五輪マークのモニュメント。奥は国立競技場=東京都新宿区

 ▽「応援のパルス」

 3月21日、海外からの一般観客受け入れ断念のニュースに、スミスさんは大きな落胆を表明した。東京入りしてニュージーランドチームを観客席から応援しようとしていたニュージーランド人サポーターの声を代弁したものだ。しかし、海外からの観客がコロナの感染を広める恐れがあるという理由には理解を示した。

 とはいえ、ニュージーランドの選手たちにとって、観客席で友人や家族、ファンらが見守っていることは重要だ。例えば、自転車競技でリオ五輪銀メダリストのサム・ウェブスター選手は「観客やサポーターが放つエネルギーを感じ取って、選手として成長してきた」と話す。

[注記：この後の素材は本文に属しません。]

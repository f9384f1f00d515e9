//! Identifier types.
//!
//! Run ids follow the on-disk layout contract: `YYYYMMDD-HHMMSS-XXXXXX`, a UTC
//! timestamp followed by six lowercase hex characters. Task ids are free-form
//! strings validated against the tracker's id regex (see [`crate::types::TASK_ID_PATTERN`]).

use chrono::{DateTime, Utc};
use serde::{Deserialize, Serialize};
use sha2::{Digest, Sha256};
use std::fmt;
use std::sync::atomic::{AtomicU64, Ordering};

/// Opaque identifier, newtype over `String` so ids from different entities can't be
/// accidentally swapped at call sites.
#[derive(Debug, Clone, PartialEq, Eq, PartialOrd, Ord, Hash, Serialize, Deserialize)]
#[serde(transparent)]
pub struct Id(String);

impl Id {
    /// Wrap an existing string as an `Id` without validation.
    pub fn from_string(s: impl Into<String>) -> Self {
        Self(s.into())
    }

    /// Generate a new run id `YYYYMMDD-HHMMSS-XXXXXX` at the given instant.
    ///
    /// The six hex characters are derived from the process id, a monotonic
    /// in-process counter, and the instant's nanosecond component, hashed through
    /// SHA-256 so collisions within the same second are effectively impossible
    /// without pulling in a random-number dependency.
    pub fn new_run_id(now: DateTime<Utc>) -> Self {
        static COUNTER: AtomicU64 = AtomicU64::new(0);
        let counter = COUNTER.fetch_add(1, Ordering::Relaxed);
        let seed = format!(
            "{}-{}-{}-{}",
            std::process::id(),
            now.timestamp_nanos_opt().unwrap_or_default(),
            counter,
            now.timestamp_subsec_nanos()
        );
        let mut hasher = Sha256::new();
        hasher.update(seed.as_bytes());
        let digest = hasher.finalize();
        let hex = digest.iter().take(3).map(|b| format!("{b:02x}")).collect::<String>();
        Self(format!("{}-{hex}", now.format("%Y%m%d-%H%M%S")))
    }
}

impl AsRef<str> for Id {
    fn as_ref(&self) -> &str {
        &self.0
    }
}

impl fmt::Display for Id {
    fn fmt(&self, f: &mut fmt::Formatter<'_>) -> fmt::Result {
        write!(f, "{}", self.0)
    }
}

impl From<String> for Id {
    fn from(s: String) -> Self {
        Self(s)
    }
}

impl From<&str> for Id {
    fn from(s: &str) -> Self {
        Self(s.to_string())
    }
}
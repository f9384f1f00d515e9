//! normad - task orchestration daemon.
//!
//! Library components for the orchestrator process: the durable journal
//! (C1), crash reconciliation (C2), the Tracker Gateway (C3), the Workspace
//! Manager (C4), the Subprocess Runner (C5), Role Contracts (C6), the Step
//! Executor (C7), the PDCA Controller (C8), the Loop Controller (C9), and
//! the Run Lock (C10). See the design document for the authoritative
//! component breakdown.

pub mod git;
pub mod lock;
pub mod loop_controller;
pub mod pdca;
pub mod progress;
pub mod reconciler;
pub mod runner;
pub mod selection;
pub mod step_executor;
pub mod store;
pub mod task_state;
pub mod tracker;
pub mod workspace;

use loop_controller::LoopError;
use norma_core::{Config, ConfigError};
use std::path::Path;
use store::{Store, StoreError};
use thiserror::Error;
use tokio_util::sync::CancellationToken;
use tracing::info;
use tracker::Tracker;

/// Type alias for application-level errors with context and backtraces.
pub type AppResult<T> = eyre::Result<T>;

/// Top-level error composed at the C9/daemon boundary (Section 7). Carries
/// enough of the original kind for [`OrchestratorError::exit_code`] to map
/// back to the process exit codes in Section 6.
#[derive(Debug, Error)]
pub enum OrchestratorError {
    #[error(transparent)]
    Config(#[from] ConfigError),
    #[error(transparent)]
    Store(#[from] StoreError),
    #[error(transparent)]
    Loop(#[from] LoopError),
}

impl OrchestratorError {
    /// `2` for configuration/startup failure, `3` for a held Run Lock, `1`
    /// for any other fatal error.
    pub fn exit_code(&self) -> i32 {
        match self {
            OrchestratorError::Config(_) => 2,
            OrchestratorError::Loop(LoopError::Lock(_)) => 3,
            _ => 1,
        }
    }
}

/// The orchestrator process: owns the journal connection, the tracker
/// adapter, and the cancellation token the outer loop watches for shutdown.
pub struct Daemon {
    config: Config,
    controller: loop_controller::LoopController,
    cancel: CancellationToken,
}

impl Daemon {
    /// Load configuration from `repo_root`, open the journal, and construct
    /// the Loop Controller. Does not acquire the Run Lock or touch the
    /// tracker — that happens once [`Daemon::run`] starts.
    pub async fn new(repo_root: &Path) -> Result<Self, OrchestratorError> {
        let config = Config::load(repo_root)?;
        let db_path = config.norma_dir.join("norma.db");
        let store = Store::open(&db_path).await?;
        let tracker = Tracker::new(config.tracker_bin.clone());
        let controller = loop_controller::LoopController::new(store, tracker, config.clone());

        Ok(Self { config, controller, cancel: CancellationToken::new() })
    }

    /// Run the outer loop until cancelled or a fatal error occurs (Section 7:
    /// `StoreError`, `LockError` propagate; everything else is absorbed
    /// per-task).
    pub async fn run(&self) -> Result<(), OrchestratorError> {
        info!(repo_root = %self.config.repo_root.display(), norma_dir = %self.config.norma_dir.display(), "normad starting");
        self.controller.run(&self.cancel).await?;
        Ok(())
    }

    /// Request a graceful shutdown: the outer loop finishes its current
    /// dispatch (if any) and then returns rather than selecting another task.
    pub fn shutdown(&self) {
        info!("shutdown requested");
        self.cancel.cancel();
    }
}
/// Hand-authored input schema document for a role (not validated generically;
/// exposed so the Subprocess Runner can attach it to the request for agents
/// that introspect their own contract).
pub fn input_schema(role: Role) -> serde_json::Value {
    let mut required = vec!["run", "task", "step", "paths", "budgets", "context", "role"];
    let prior_required: &[&str] = match role {
        Role::Plan => &[],
        Role::Do => &["prior.plan"],
        Role::Check => &["prior.plan", "prior.do"],
        Role::Act => &["prior.check"],
    };
    required.extend_from_slice(prior_required);
    let mut schema = BTreeMap::new();
    schema.insert("type", serde_json::Value::String("object".into()));
    schema.insert(
        "required",
        serde_json::Value::Array(required.into_iter().map(|s| s.into()).collect()),
    );
    serde_json::to_value(schema).expect("schema document always serializes")
}

/// Hand-authored output schema document for a role, used only for documentation
/// purposes attached to the request; actual validation is [`validate_response`].
pub fn output_schema(role: Role) -> serde_json::Value {
    serde_json::json!({
        "type": "object",
        "required": ["status", "summary", "progress"],
        "role_block": role.as_str(),
    })
}

#[cfg(test)]
mod tests {
    use super::*;

    #[test]
    fn extracts_json_from_surrounding_text() {
        let stdout = "here you go\n{\"status\":\"ok\"}\nbye";
        assert_eq!(extract_response_json(stdout), Some("{\"status\":\"ok\"}"));
    }

    #[test]
    fn extract_returns_none_without_braces() {
        assert_eq!(extract_response_json("no json here"), None);
    }

    #[test]
    fn validate_rejects_unknown_status() {
        let err = validate_response(Role::Plan, r#"{"status":"weird"}"#).unwrap_err();
        assert_eq!(err, RoleError::UnknownStatus("weird".into()));
    }

    #[test]
    fn validate_rejects_ok_without_role_block() {
        let err = validate_response(Role::Plan, r#"{"status":"ok"}"#).unwrap_err();
        assert_eq!(err, RoleError::MissingRoleBlock("plan"));
    }

    #[test]
    fn validate_rejects_stop_without_reason() {
        let err = validate_response(Role::Do, r#"{"status":"stop"}"#).unwrap_err();
        assert_eq!(err, RoleError::MissingStopReason("stop"));
    }

    #[test]
    fn validate_rejects_malformed_json() {
        let err = validate_response(Role::Do, "not json").unwrap_err();
        assert!(matches!(err, RoleError::MalformedJson(_)));
    }

    #[test]
    fn validate_accepts_ok_check_with_verdict() {
        let json = r#"{
            "status": "ok",
            "summary": {"text": "checked"},
            "progress": {"title": "t", "details": []},
            "check": {
                "plan_match": {
                    "do_steps": {"planned_ids": [], "executed_ids": [], "missing_ids": [], "unexpected_ids": []},
                    "commands": {"planned_ids": [], "executed_ids": [], "missing_ids": [], "unexpected_ids": []}
                },
                "acceptance_results": [{"ac_id": "AC1", "result": "PASS", "notes": "", "log_ref": ""}],
                "verdict": {"status": "PASS", "recommendation": "continue", "basis": "all green"}
            }
        }"#;
        let resp = validate_response(Role::Check, json).unwrap();
        assert_eq!(resp.status, ResponseStatus::Ok);
        assert!(matches!(resp.output, Some(RoleOutputBlock::Check(_))));
    }

    #[test]
    fn verdict_rule_fail_wins() {
        let results = vec![AcceptanceResult {
            ac_id: "AC1".into(),
            result: AcceptanceResultStatus::Fail,
            notes: String::new(),
            log_ref: String::new(),
        }];
        let plan_match = PlanMatch::default();
        assert_eq!(derive_verdict(&results, &plan_match), Verdict::Fail);
    }

    #[test]
    fn verdict_rule_partial_on_mismatch() {
        let results = vec![AcceptanceResult {
            ac_id: "AC1".into(),
            result: AcceptanceResultStatus::Pass,
            notes: String::new(),
            log_ref: String::new(),
        }];
        let mut plan_match = PlanMatch::default();
        plan_match.commands.unexpected_ids.push("X".into());
        assert_eq!(derive_verdict(&results, &plan_match), Verdict::Partial);
    }

    #[test]
    fn verdict_rule_pass_when_clean() {
        let results = vec![AcceptanceResult {
            ac_id: "AC1".into(),
            result: AcceptanceResultStatus::Pass,
            notes: String::new(),
            log_ref: String::new(),
        }];
        let plan_match = PlanMatch::default();
        assert_eq!(derive_verdict(&results, &plan_match), Verdict::Pass);
    }

    #[test]
    fn input_schema_lists_prior_requirements_per_role() {
        let plan_schema = input_schema(Role::Plan);
        assert!(!plan_schema["required"]
            .as_array()
            .unwrap()
            .iter()
            .any(|v| v.as_str().unwrap().starts_with("prior.")));

        let check_schema = input_schema(Role::Check);
        let required: Vec<&str> = check_schema["required"]
            .as_array()
            .unwrap()
            .iter()
            .map(|v| v.as_str().unwrap())
            .collect();
        assert!(required.contains(&"prior.plan"));
        assert!(required.contains(&"prior.do"));
    }
}
//! Persistence of `TaskState` into and out of a task's notes blob.
//!
//! Section 9 calls for a back-compat reader: an older layout flattened the
//! role outputs directly onto the top-level object instead of nesting them
//! under `outputs`. Both shapes deserialize to the same [`TaskState`].

use norma_core::TaskState;
use thiserror::Error;

#[derive(Debug, Error)]
pub enum TaskStateError {
    #[error("invalid task state json: {0}")]
    InvalidJson(#[from] serde_json::Error),
}

pub type Result<T> = std::result::Result<T, TaskStateError>;

/// Parse a task's notes blob into a [`TaskState`], defaulting to empty state
/// for blank notes (a task that has never been run).
pub fn from_notes(notes: &str) -> Result<TaskState> {
    let trimmed = notes.trim();
    if trimmed.is_empty() {
        return Ok(TaskState::default());
    }

    if let Ok(state) = serde_json::from_str::<TaskState>(trimmed) {
        return Ok(state);
    }

    // Legacy layout: role outputs flattened onto the top level instead of
    // nested under `outputs`.
    let raw: serde_json::Value = serde_json::from_str(trimmed)?;
    let outputs = norma_core::RoleOutputs {
        plan: raw.get("plan").cloned(),
        do_: raw.get("do").cloned(),
        check: raw.get("check").cloned(),
        act: raw.get("act").cloned(),
    };
    let journal = raw
        .get("journal")
        .cloned()
        .map(serde_json::from_value)
        .transpose()?
        .unwrap_or_default();
    Ok(TaskState { outputs, journal })
}

/// Serialize a [`TaskState`] back into the notes blob, current layout.
pub fn to_notes(state: &TaskState) -> String {
    serde_json::to_string(state).expect("task state always serializes")
}

#[cfg(test)]
mod tests {
    use super::*;
    use norma_core::{Id, JournalEntry, Role, StepStatus};

    #[test]
    fn empty_notes_default_to_empty_state() {
        let state = from_notes("").unwrap();
        assert!(state.journal.is_empty());
        assert!(state.outputs.plan.is_none());
    }

    #[test]
    fn round_trips_current_layout() {
        let mut state = TaskState::default();
        state.record(
            Role::Plan,
            serde_json::json!({"work_plan": {}}),
            JournalEntry {
                timestamp: chrono::Utc::now(),
                run_id: Id::from_string("20260101-000000-aaaaaa"),
                iteration: 1,
                step_index: 1,
                role: Role::Plan,
                status: StepStatus::Ok,
                stop_reason: None,
                title: "planned".into(),
                details: vec![],
            },
        );
        let notes = to_notes(&state);
        let back = from_notes(&notes).unwrap();
        assert_eq!(back, state);
    }

    #[test]
    fn reads_legacy_flattened_layout() {
        let legacy = r#"{
            "plan": {"work_plan": {}},
            "journal": [{
                "timestamp": "2026-01-01T00:00:00Z",
                "run_id": "20260101-000000-aaaaaa",
                "iteration": 1,
                "step_index": 1,
                "role": "plan",
                "status": "ok",
                "stop_reason": null,
                "title": "planned",
                "details": []
            }]
        }"#;
        let state = from_notes(legacy).unwrap();
        assert!(state.outputs.plan.is_some());
        assert_eq!(state.journal.len(), 1);
    }
}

「ANZサポートバンド」。スクリーン上のシダをタップすると、東京にいる選手に応援が届く

 東京に行けなくても、そのエネルギーを選手に届けられないか。そこで注目を集めているのが、遠くからでも選手を応援することができる「ANZサポートバンド」だ。現役の五輪選手、パラリンピック選手の意見を取り入れて開発された。Bluetoothを搭載したリストバンドで、選手、サポーターそれぞれが着用する。サポーターがタップすると、選手に「応援のパルス」が送られる。選手のバンドがパルスを受信すると、バンドが振動し、応援されていることが分かる。振動した回数を表示することもでき、どれだけの応援を受けているかも分かるというものだ。

 実はこのバンドは引く手あまたとなり、在庫がなくなってしまったそうだ。しかしバンドが手に入らないからといって、サポートを諦めることはない。スマホ用のアプリもあるからだ。「NZチームアプリ」をインストールし、バンド同様タップすれば選手に応援が届く。

「ANZサポートバンド」がなくても、スマホにアプリをダウンロードすれば、遠くからでもニュージーランドの選手を応援できる。応援は画面中央部のシダをタップするだけ=クローディアー真理撮影

 7月12日、東京に4回目となる緊急事態宣言が発令された。8月22日までで、オリンピック開催期間と重なる。ほとんどの会場で、日本人観客すらいなくなる。しかし、ニュージーランド選手団の意志は揺るがない。遠くニュージーランドからの応援をリアルタイムで振動として感じながら、良い記録を出し、私たちに喜びを分けてくれるに違いない。